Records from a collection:

===

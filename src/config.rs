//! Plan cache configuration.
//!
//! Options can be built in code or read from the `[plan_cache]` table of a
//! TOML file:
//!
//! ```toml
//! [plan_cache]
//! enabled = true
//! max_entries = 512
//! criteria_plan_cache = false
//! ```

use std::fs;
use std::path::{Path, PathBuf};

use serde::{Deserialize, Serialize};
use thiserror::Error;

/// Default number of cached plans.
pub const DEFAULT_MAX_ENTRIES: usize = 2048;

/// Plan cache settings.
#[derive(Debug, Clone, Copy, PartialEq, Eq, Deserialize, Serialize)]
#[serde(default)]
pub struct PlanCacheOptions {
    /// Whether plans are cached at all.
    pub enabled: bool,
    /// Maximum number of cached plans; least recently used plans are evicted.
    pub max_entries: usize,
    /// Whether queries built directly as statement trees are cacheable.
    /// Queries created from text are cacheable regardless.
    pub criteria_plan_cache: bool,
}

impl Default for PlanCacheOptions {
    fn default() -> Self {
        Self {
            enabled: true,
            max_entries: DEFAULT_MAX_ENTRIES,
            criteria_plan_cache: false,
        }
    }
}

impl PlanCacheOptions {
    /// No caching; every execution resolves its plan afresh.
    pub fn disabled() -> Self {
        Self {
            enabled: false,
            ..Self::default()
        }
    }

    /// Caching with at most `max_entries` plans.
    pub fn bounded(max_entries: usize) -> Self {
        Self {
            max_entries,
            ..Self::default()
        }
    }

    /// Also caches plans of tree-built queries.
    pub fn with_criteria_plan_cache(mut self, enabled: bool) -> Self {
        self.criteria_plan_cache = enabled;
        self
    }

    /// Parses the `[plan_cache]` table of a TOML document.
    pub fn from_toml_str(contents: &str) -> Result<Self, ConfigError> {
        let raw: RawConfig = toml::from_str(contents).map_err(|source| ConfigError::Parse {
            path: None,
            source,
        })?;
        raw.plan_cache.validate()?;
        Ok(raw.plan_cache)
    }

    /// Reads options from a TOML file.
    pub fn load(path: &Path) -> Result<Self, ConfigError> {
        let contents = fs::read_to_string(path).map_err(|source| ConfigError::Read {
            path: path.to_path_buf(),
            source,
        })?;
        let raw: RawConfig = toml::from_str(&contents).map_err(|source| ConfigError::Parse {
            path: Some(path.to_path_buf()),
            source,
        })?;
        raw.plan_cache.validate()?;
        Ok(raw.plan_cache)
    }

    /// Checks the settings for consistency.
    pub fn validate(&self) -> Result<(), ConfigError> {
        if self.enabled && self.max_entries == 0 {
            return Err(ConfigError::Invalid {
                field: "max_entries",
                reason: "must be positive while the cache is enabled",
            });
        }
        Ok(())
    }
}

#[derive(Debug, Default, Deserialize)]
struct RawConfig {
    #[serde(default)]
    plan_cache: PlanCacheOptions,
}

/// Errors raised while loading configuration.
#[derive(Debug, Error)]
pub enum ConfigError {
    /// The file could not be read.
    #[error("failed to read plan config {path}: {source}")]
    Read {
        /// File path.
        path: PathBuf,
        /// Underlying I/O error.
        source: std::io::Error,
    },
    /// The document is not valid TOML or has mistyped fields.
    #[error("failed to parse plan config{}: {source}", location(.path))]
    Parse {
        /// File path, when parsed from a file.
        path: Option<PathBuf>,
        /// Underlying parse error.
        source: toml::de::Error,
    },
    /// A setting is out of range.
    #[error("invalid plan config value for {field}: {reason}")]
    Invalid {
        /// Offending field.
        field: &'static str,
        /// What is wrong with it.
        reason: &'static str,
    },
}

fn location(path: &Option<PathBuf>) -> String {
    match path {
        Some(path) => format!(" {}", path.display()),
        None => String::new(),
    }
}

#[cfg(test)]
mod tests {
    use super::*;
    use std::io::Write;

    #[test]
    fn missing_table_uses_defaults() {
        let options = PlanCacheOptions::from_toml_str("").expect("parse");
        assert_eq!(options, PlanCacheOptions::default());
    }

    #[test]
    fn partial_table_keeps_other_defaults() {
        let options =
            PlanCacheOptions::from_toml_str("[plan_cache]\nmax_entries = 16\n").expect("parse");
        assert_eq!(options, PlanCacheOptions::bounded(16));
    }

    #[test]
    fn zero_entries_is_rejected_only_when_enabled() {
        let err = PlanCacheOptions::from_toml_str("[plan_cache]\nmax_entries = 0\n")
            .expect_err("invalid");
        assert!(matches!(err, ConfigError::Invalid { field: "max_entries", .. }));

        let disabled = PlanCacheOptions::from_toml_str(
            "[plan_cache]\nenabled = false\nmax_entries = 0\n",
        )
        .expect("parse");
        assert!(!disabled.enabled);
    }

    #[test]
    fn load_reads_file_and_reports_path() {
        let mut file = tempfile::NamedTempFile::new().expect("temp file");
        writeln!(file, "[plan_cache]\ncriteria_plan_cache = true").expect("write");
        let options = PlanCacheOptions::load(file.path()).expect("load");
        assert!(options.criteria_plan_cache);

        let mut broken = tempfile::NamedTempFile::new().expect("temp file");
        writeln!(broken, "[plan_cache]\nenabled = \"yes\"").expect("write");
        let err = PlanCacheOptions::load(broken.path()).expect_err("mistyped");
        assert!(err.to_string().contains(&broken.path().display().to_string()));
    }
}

===

If a line above contains the word "built", list it.

//! Options can be built in code or read from the `[plan_cache]` table of a
    /// Whether queries built directly as statement trees are cacheable.
    /// Also caches plans of tree-built queries.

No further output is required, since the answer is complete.